And so it wouldn't be...
For whatever reason, his current counsel...
Sought to see whether insurance coverage would be available for him as well as Genesis, which has also been sued.
The insurance company filed a declaratory relief action.
So when an insurance company thinks they don't have a duty to even defend you, a duty to indemnify you, because those are two different things.
Duty to defend means they pay your legal bills while the case is ongoing.
Duty to indemnify means they pay any damages or negotiate any settlement.

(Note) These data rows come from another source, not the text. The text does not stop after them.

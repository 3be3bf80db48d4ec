//! Deckhand daemon: runs the agent supervisor behind the HTTP/WebSocket API.
//!
//! On SIGINT or SIGTERM it stops every agent, tells WebSocket clients the
//! server is going away and drains the HTTP server, giving up after
//! [`SHUTDOWN_TIMEOUT`].

use std::net::SocketAddr;
use std::path::PathBuf;
use std::sync::Arc;
use std::time::Duration;

use clap::Parser;
use tokio::sync::oneshot;

use deckhand_core::config::{DEFAULT_CLI_PATH, DEFAULT_MAX_CONCURRENT};
use deckhand_core::{AgentSupervisor, EventBus, NotificationSink, SupervisorConfig};
use deckhand_http::AppState;

const SHUTDOWN_TIMEOUT: Duration = Duration::from_secs(10);

#[derive(Parser, Debug)]
#[command(name = "deckhand-daemon", version, about = "Supervise coding-assistant CLI agents over HTTP")]
struct Args {
    /// Address to bind
    #[arg(long, env = "HOST", default_value = "127.0.0.1")]
    host: String,

    #[arg(long, env = "PORT", default_value_t = 3001)]
    port: u16,

    /// Ceiling on agents that are running or waiting for approval
    #[arg(long, env = "MAX_CONCURRENT_AGENTS", default_value_t = DEFAULT_MAX_CONCURRENT)]
    max_concurrent: usize,

    /// CLI executable; bare names are looked up through the login shell
    #[arg(long, env = "CLAUDE_CLI_PATH", default_value = DEFAULT_CLI_PATH)]
    cli_path: String,

    /// Extra directory passed to every run as --add-dir (repeatable)
    #[arg(long = "add-dir")]
    add_dirs: Vec<PathBuf>,

    /// Working directory for agent processes
    #[arg(long)]
    working_dir: Option<PathBuf>,

    /// Never try a pseudo-terminal; launch with plain pipes
    #[arg(long)]
    no_pty: bool,

    /// Mirror every agent's output to <dir>/<agent-id>.log
    #[arg(long)]
    log_dir: Option<PathBuf>,

    /// Serve the browser UI from this directory
    #[arg(long)]
    static_dir: Option<PathBuf>,
}

impl Args {
    fn addr(&self) -> Result<SocketAddr, std::net::AddrParseError> {
        format!("{}:{}", self.host, self.port).parse()
    }

    fn supervisor_config(&self) -> SupervisorConfig {
        let mut config = SupervisorConfig::new()
            .max_concurrent(self.max_concurrent)
            .cli_path(self.cli_path.clone());
        for dir in &self.add_dirs {
            config = config.add_dir(dir.clone());
        }
        if let Some(ref dir) = self.working_dir {
            config = config.working_dir(dir.clone());
        }
        if self.no_pty {
            config = config.no_pty();
        }
        if let Some(ref dir) = self.log_dir {
            config = config.log_dir(dir.clone());
        }
        config
    }
}

/// Resolves on the first SIGINT (or SIGTERM on Unix).
async fn shutdown_signal() {
    let ctrl_c = async {
        if let Err(e) = tokio::signal::ctrl_c().await {
            log::error!("Failed to listen for Ctrl+C: {}", e);
            std::future::pending::<()>().await;
        }
    };

    #[cfg(unix)]
    let terminate = async {
        use tokio::signal::unix::{signal, SignalKind};
        match signal(SignalKind::terminate()) {
            Ok(mut sigterm) => {
                sigterm.recv().await;
            }
            Err(e) => {
                log::error!("Failed to listen for SIGTERM: {}", e);
                std::future::pending::<()>().await;
            }
        }
    };
    #[cfg(not(unix))]
    let terminate = std::future::pending::<()>();

    tokio::select! {
        _ = ctrl_c => log::info!("SIGINT received, shutting down gracefully..."),
        _ = terminate => log::info!("SIGTERM received, shutting down gracefully..."),
    }
}

#[tokio::main]
async fn main() -> Result<(), Box<dyn std::error::Error>> {
    env_logger::Builder::from_env(env_logger::Env::default().default_filter_or("info")).init();

    let args = Args::parse();
    let addr = args.addr()?;
    let config = args.supervisor_config();
    log::info!(
        "Max concurrent agents: {}, CLI: {}, PTY: {}",
        config.max_concurrent,
        config.cli_path,
        config.use_pty
    );

    let event_bus = Arc::new(EventBus::new());
    let supervisor = AgentSupervisor::with_system_launcher(
        config,
        event_bus.clone() as Arc<dyn NotificationSink>,
    );
    let state = Arc::new(AppState::new(supervisor.clone(), event_bus.clone()));

    let (close_tx, close_rx) = oneshot::channel::<()>();
    let mut server = tokio::spawn(deckhand_http::serve(
        state,
        addr,
        args.static_dir.clone(),
        async {
            close_rx.await.ok();
        },
    ));

    tokio::select! {
        result = &mut server => {
            // Only reachable if the server failed (e.g. the port is taken).
            result??;
            return Ok(());
        }
        _ = shutdown_signal() => {}
    }

    let graceful = async {
        supervisor.shutdown().await;
        log::info!("All agents stopped");

        event_bus.server_shutdown();
        let _ = close_tx.send(());
        match server.await {
            Ok(Ok(())) => log::info!("HTTP server closed"),
            Ok(Err(e)) => log::error!("Error closing HTTP server: {}", e),
            Err(e) => log::error!("HTTP server task failed: {}", e),
        }
    };

    if tokio::time::timeout(SHUTDOWN_TIMEOUT, graceful).await.is_err() {
        log::error!("Graceful shutdown timeout exceeded, forcing exit");
        std::process::exit(1);
    }

    log::info!("Graceful shutdown complete");
    Ok(())
}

They filed a federal declaratory relief action to say, we have no obligation to either Genesis or Alex Jones.
And their argument is that they had excluded any coverage for basically defamation or libel, that they were only a bodily injury.
Personal negligence, premises negligence liability, product liability of that kind insurer.
They deliberately chose not to include insurance related to statements that were made.
And so it was basically a strategic choice by his counsel to see whether this insurer of somebody else could also provide proceeds to insure him, which, you know, why not do it, I suppose.
But it led to the insurance company bringing suit to clarify that.
Their insurance policy, in their view, doesn't cover Jones.
And let me just see.
I mean, it might be interesting enough because I can do it.
Let me just go West Bend.
Bring this up.
Robert, you see this right now, right?
Mm-hmm.
Okay, so let's just...
I just want to get the...
I mean, it's interesting because when I'm reading it, it does kind of look like...
Let's just get to where the provision was.
The provision of the contract where it excluded...
It's usually like...
It's basically advertising.
That's the category.
And they clearly exempted...
Under advertising, you can sometimes get liable coverage.
This is often disputed by media personalities.
So the insurer is always trying to figure out a way to get the biggest premium for the least amount of coverage.
The person insured wants the most amount of coverage for the least amount of premium.
And it's always the devil's in the details with the contracts.
Jones himself was never a party to this.
This was Genesis that was a party to this.
Okay, interesting.
Nobody sees that email, but I just got an email notification.
The policies define personal and advertising injury, which is not covered as personal and advertising injury means injury including consequential bodily injury arising out of one of the...
So it looks clear enough, but the question is this.
I have difficulty envisioning...
What is covered by this, given the exclusions?
The policy is defined as personal and advertising injury, which is not covered.
It's a common issue.
What you have, in my view, is a lot of insurance companies often selling bogus products.
Like in California, it's a big problem.
You have insurance companies that sell products that are banned under California insurance law, but they mislead the person being insured.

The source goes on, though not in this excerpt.